Stored items
--

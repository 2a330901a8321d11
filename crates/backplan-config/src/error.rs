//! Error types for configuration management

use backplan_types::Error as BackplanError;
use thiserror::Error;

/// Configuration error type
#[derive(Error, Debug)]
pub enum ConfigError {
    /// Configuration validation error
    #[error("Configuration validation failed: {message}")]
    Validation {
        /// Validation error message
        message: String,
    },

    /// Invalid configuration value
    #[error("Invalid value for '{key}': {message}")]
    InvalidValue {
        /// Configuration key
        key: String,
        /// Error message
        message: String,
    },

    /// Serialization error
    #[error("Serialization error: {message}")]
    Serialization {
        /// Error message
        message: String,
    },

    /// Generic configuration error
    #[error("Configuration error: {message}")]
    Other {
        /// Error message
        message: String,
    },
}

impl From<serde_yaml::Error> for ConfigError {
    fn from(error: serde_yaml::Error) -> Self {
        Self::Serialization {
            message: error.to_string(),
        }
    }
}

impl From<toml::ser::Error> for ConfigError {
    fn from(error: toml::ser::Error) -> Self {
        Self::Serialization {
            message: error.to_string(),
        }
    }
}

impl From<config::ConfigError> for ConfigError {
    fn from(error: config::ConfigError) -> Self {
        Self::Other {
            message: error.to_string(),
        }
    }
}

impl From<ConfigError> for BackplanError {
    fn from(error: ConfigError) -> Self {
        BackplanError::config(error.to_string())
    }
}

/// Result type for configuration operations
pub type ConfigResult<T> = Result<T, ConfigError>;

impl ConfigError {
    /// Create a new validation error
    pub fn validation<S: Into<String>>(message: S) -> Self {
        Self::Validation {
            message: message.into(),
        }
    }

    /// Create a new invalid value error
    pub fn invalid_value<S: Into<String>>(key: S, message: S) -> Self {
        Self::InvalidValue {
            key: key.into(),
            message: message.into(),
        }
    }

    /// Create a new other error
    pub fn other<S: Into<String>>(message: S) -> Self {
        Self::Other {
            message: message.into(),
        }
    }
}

--

## WHAT IS NEEDED:
Check each line above for the string "BackplanError" and copy the ones that have it.

## TASK SOLUTION:
use backplan_types::Error as BackplanError;
impl From<ConfigError> for BackplanError {
        BackplanError::config(error.to_string())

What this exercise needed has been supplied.